• _TASK ITEM_:
Once you have read the entries below, write them all out again exactly.

[Records excerpted from a collection]
Segment Open
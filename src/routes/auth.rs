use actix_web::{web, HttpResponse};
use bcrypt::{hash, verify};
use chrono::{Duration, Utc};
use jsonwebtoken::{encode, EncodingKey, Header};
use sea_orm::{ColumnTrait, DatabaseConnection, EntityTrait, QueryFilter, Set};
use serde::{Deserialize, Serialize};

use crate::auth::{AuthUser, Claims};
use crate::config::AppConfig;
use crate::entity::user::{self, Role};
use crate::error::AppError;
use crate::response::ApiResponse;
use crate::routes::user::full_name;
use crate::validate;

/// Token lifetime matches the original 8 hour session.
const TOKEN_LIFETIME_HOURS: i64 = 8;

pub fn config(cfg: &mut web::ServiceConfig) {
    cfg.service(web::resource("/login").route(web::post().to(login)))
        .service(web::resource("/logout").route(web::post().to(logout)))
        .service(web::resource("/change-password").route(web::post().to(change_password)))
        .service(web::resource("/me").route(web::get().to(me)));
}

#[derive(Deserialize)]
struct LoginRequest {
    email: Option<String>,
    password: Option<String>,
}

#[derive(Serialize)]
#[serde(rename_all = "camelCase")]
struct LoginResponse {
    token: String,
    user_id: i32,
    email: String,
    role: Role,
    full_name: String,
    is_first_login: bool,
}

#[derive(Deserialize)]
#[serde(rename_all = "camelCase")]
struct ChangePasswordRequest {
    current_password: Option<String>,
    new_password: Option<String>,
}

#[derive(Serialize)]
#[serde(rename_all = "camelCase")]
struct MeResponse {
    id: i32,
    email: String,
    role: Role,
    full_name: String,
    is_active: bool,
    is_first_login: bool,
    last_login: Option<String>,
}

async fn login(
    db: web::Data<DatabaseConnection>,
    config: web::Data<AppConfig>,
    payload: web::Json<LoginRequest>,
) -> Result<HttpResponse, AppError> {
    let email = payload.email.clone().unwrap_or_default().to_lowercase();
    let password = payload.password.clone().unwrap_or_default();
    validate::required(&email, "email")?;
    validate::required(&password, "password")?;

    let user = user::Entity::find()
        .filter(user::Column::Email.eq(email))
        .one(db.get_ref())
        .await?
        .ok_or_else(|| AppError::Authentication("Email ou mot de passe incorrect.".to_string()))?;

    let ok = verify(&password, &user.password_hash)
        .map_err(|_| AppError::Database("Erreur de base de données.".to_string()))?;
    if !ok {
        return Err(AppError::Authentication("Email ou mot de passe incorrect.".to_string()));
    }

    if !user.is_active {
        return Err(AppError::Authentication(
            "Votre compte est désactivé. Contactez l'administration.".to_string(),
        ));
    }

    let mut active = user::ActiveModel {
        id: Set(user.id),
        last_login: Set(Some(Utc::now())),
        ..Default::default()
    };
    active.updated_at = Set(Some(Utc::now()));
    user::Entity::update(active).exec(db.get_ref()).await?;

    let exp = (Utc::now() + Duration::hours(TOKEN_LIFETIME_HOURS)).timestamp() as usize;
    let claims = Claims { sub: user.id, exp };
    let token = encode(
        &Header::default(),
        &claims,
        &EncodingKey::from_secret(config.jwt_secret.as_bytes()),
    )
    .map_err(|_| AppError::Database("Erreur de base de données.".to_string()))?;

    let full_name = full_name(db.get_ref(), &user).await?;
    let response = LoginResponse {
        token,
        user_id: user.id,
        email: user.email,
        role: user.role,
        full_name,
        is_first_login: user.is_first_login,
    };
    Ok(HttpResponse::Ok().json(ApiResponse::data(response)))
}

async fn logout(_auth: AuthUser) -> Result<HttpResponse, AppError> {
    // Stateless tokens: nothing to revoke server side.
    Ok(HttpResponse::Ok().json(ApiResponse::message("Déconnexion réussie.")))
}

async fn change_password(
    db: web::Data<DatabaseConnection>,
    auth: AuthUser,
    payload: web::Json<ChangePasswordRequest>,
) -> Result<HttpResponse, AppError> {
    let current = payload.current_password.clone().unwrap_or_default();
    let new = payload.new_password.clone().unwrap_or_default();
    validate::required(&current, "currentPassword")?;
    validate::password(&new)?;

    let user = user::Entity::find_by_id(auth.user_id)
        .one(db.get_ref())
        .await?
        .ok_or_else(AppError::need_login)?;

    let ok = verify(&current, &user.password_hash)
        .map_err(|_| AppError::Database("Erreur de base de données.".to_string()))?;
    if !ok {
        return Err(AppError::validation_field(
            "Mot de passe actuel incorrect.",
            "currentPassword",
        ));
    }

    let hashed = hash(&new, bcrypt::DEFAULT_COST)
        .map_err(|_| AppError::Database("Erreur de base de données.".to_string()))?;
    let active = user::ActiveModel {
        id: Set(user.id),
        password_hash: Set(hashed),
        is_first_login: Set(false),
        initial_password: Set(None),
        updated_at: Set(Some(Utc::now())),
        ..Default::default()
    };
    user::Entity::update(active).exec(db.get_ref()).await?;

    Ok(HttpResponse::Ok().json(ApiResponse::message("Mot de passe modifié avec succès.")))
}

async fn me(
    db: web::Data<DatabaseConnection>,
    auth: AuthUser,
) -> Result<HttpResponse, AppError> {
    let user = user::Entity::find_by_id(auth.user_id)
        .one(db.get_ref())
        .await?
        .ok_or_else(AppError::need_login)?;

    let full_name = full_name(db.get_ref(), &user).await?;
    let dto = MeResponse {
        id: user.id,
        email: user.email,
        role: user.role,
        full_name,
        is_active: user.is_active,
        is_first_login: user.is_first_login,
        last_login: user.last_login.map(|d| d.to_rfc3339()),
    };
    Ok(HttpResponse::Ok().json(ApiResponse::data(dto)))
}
Segment Closed
• _PROBLEM SOLUTION_:
filename src/routes/auth.rs
use actix_web::{web, HttpResponse};
use bcrypt::{hash, verify};
use chrono::{Duration, Utc};
use jsonwebtoken::{encode, EncodingKey, Header};
use sea_orm::{ColumnTrait, DatabaseConnection, EntityTrait, QueryFilter, Set};
use serde::{Deserialize, Serialize};

use crate::auth::{AuthUser, Claims};
use crate::config::AppConfig;
use crate::entity::user::{self, Role};
use crate::error::AppError;
use crate::response::ApiResponse;
use crate::routes::user::full_name;
use crate::validate;

/// Token lifetime matches the original 8 hour session.
const TOKEN_LIFETIME_HOURS: i64 = 8;

pub fn config(cfg: &mut web::ServiceConfig) {
    cfg.service(web::resource("/login").route(web::post().to(login)))
        .service(web::resource("/logout").route(web::post().to(logout)))
        .service(web::resource("/change-password").route(web::post().to(change_password)))
        .service(web::resource("/me").route(web::get().to(me)));
}

#[derive(Deserialize)]
struct LoginRequest {
    email: Option<String>,
    password: Option<String>,
}

#[derive(Serialize)]
#[serde(rename_all = "camelCase")]
struct LoginResponse {
    token: String,
    user_id: i32,
    email: String,
    role: Role,
    full_name: String,
    is_first_login: bool,
}

#[derive(Deserialize)]
#[serde(rename_all = "camelCase")]
struct ChangePasswordRequest {
    current_password: Option<String>,
    new_password: Option<String>,
}

#[derive(Serialize)]
#[serde(rename_all = "camelCase")]
struct MeResponse {
    id: i32,
    email: String,
    role: Role,
    full_name: String,
    is_active: bool,
    is_first_login: bool,
    last_login: Option<String>,
}

async fn login(
    db: web::Data<DatabaseConnection>,
    config: web::Data<AppConfig>,
    payload: web::Json<LoginRequest>,
) -> Result<HttpResponse, AppError> {
    let email = payload.email.clone().unwrap_or_default().to_lowercase();
    let password = payload.password.clone().unwrap_or_default();
    validate::required(&email, "email")?;
    validate::required(&password, "password")?;

    let user = user::Entity::find()
        .filter(user::Column::Email.eq(email))
        .one(db.get_ref())
        .await?
        .ok_or_else(|| AppError::Authentication("Email ou mot de passe incorrect.".to_string()))?;

    let ok = verify(&password, &user.password_hash)
        .map_err(|_| AppError::Database("Erreur de base de données.".to_string()))?;
    if !ok {
        return Err(AppError::Authentication("Email ou mot de passe incorrect.".to_string()));
    }

    if !user.is_active {
        return Err(AppError::Authentication(
            "Votre compte est désactivé. Contactez l'administration.".to_string(),
        ));
    }

    let mut active = user::ActiveModel {
        id: Set(user.id),
        last_login: Set(Some(Utc::now())),
        ..Default::default()
    };
    active.updated_at = Set(Some(Utc::now()));
    user::Entity::update(active).exec(db.get_ref()).await?;

    let exp = (Utc::now() + Duration::hours(TOKEN_LIFETIME_HOURS)).timestamp() as usize;
    let claims = Claims { sub: user.id, exp };
    let token = encode(
        &Header::default(),
        &claims,
        &EncodingKey::from_secret(config.jwt_secret.as_bytes()),
    )
    .map_err(|_| AppError::Database("Erreur de base de données.".to_string()))?;

    let full_name = full_name(db.get_ref(), &user).await?;
    let response = LoginResponse {
        token,
        user_id: user.id,
        email: user.email,
        role: user.role,
        full_name,
        is_first_login: user.is_first_login,
    };
    Ok(HttpResponse::Ok().json(ApiResponse::data(response)))
}

async fn logout(_auth: AuthUser) -> Result<HttpResponse, AppError> {
    // Stateless tokens: nothing to revoke server side.
    Ok(HttpResponse::Ok().json(ApiResponse::message("Déconnexion réussie.")))
}

async fn change_password(
    db: web::Data<DatabaseConnection>,
    auth: AuthUser,
    payload: web::Json<ChangePasswordRequest>,
) -> Result<HttpResponse, AppError> {
    let current = payload.current_password.clone().unwrap_or_default();
    let new = payload.new_password.clone().unwrap_or_default();
    validate::required(&current, "currentPassword")?;
    validate::password(&new)?;

    let user = user::Entity::find_by_id(auth.user_id)
        .one(db.get_ref())
        .await?
        .ok_or_else(AppError::need_login)?;

    let ok = verify(&current, &user.password_hash)
        .map_err(|_| AppError::Database("Erreur de base de données.".to_string()))?;
    if !ok {
        return Err(AppError::validation_field(
            "Mot de passe actuel incorrect.",
            "currentPassword",
        ));
    }

    let hashed = hash(&new, bcrypt::DEFAULT_COST)
        .map_err(|_| AppError::Database("Erreur de base de données.".to_string()))?;
    let active = user::ActiveModel {
        id: Set(user.id),
        password_hash: Set(hashed),
        is_first_login: Set(false),
        initial_password: Set(None),
        updated_at: Set(Some(Utc::now())),
        ..Default::default()
    };
    user::Entity::update(active).exec(db.get_ref()).await?;

    Ok(HttpResponse::Ok().json(ApiResponse::message("Mot de passe modifié avec succès.")))
}

async fn me(
    db: web::Data<DatabaseConnection>,
    auth: AuthUser,
) -> Result<HttpResponse, AppError> {
    let user = user::Entity::find_by_id(auth.user_id)
        .one(db.get_ref())
        .await?
        .ok_or_else(AppError::need_login)?;

    let full_name = full_name(db.get_ref(), &user).await?;
    let dto = MeResponse {
        id: user.id,
        email: user.email,
        role: user.role,
        full_name,
        is_active: user.is_active,
        is_first_login: user.is_first_login,
        last_login: user.last_login.map(|d| d.to_rfc3339()),
    };
    Ok(HttpResponse::Ok().json(ApiResponse::data(dto)))
}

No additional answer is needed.